Что ж, речи и парады не кончаются. И не кончатся никогда. Да и не должны вроде кончаться.
Но что-то меня смущало.
Я пытался понять (сам себя, свои чувства), сделал для памяти несколько фотографий. Ну, скажем, там есть стена, как часть мемориала — со словами Василия Гроссмана: «Железный ветер бил им в лицо, а они всё шли вперёд, и снова чувство суеверного страха охватило противника: люди ли шли в атаку, смертны ли они?!»
Я сразу понял, что это Гроссман, хотя саму цитату, конечно, не помнил, а авторство на стене, пардон, не указано, хотя за «За правое дело», первую часть дилогии, Гроссман получил Сталинскую премию, до второй части он был вполне официальным и очень видным советским писателем, а потом его почти посадили, роман изъяли «навсегда», конфисковали все экземпляры, кроме одного, но два остались, и один попал за границу, а второй — висел в авоське на чердаке лет двадцать. У знакомых в Наро-Фоминске.
И вот я смотрел на эту стену с этими словами Гроссмана и думал, ну как же так. Вот главные же выбрали слова, ну так получается, для этой стены, а автора этих слов фактически репрессировали, не дожил он до славных дней публикации, умер, а мог бы жить, и слова от него тут остались.
Их присвоили.
Вообще рассказывать обо всех подробностях мемориала нет смысла, я зашел, конечно, в зал воинской славы, где фамилии погибших от пола до потолка, тысячи и тысячи, и ходит раз в час почетный караул, и опять снимают на камеры, и опять эта торжественная мрачная пышность, и все хорошо, все красиво и правильно, но не в этом, не в этом была главная суть.
А главная суть была тогда, когда я встал у самого подножия и попытался сфотографировать Родину-мать снизу, прямо от подножья.
Я стоял у ее ноги, у ступни, если говорить точнее.
Ступня была громадной настолько, что подавляла воображение.

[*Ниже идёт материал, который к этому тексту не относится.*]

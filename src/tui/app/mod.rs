//! Application module
//!
//! This module contains the main TUI application state and logic, organized
//! into sub-modules by concern.

pub mod state;

mod async_ops;
mod core;
mod events;
mod rendering;

pub use core::*;
pub use state::{ConsoleEvent, Listings, PendingDelete, UIState};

Казалось, что эта циклопическая ступня, вылепленная досконально, ступня женщины атлетического сложения, со всеми мускулами, жилками, костями, принадлежит все-таки какому-то живому существу.
Живому и громадному, и потому страшному.
Она возвышалась надо мной, над всеми, над Волгой, над землей, над страной и высоко воздымала свой меч.
— Пап, ну ты идешь? — нетерпеливо крикнул одуревший от немыслимой жары Митя. — Нам пора уже давно ехать!
Я помахал ему рукой и в последний раз сфотографировал ступню.
Стаканчик из-под кока-колы я довез до Москвы.
С тех пор он стоит у меня в квартире на видном месте, рядом с различными памятными сувенирами. Дипломами и наградами.
Это обычный картонный стаканчик, красный. И я не хочу его выбрасывать.